(Task prompt):
Please print every line of the material below exactly.

::::::::::

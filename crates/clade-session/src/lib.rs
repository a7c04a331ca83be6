// Copyright (c) 2024-2026 Martin Schröder <info@swedishembedded.com>
//
// SPDX-License-Identifier: MIT
//! Session Manager (§4.7): the orchestration seam. Resolves the agent,
//! composes its prompt and tool manifest, drives one CLI turn, persists the
//! resulting session row, and fires the Reflection Driver without waiting on
//! it. Every public entry point is serialized per session key (§5) so turns
//! for the same conversation never race at the CLI boundary while distinct
//! conversations run fully in parallel.
mod manager;

pub use manager::{SendMessageOutput, SessionError, SessionManager, SessionManagerConfig};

::::::::::

(Answer area):
filename crates/clade-session/src/lib.rs
repository a7c04a331ca83be6
// Copyright (c) 2024-2026 Martin Schröder <info@swedishembedded.com>
//
// SPDX-License-Identifier: MIT
//! Session Manager (§4.7): the orchestration seam. Resolves the agent,
//! composes its prompt and tool manifest, drives one CLI turn, persists the
//! resulting session row, and fires the Reflection Driver without waiting on
//! it. Every public entry point is serialized per session key (§5) so turns
//! for the same conversation never race at the CLI boundary while distinct
//! conversations run fully in parallel.
mod manager;

pub use manager::{SendMessageOutput, SessionError, SessionManager, SessionManagerConfig};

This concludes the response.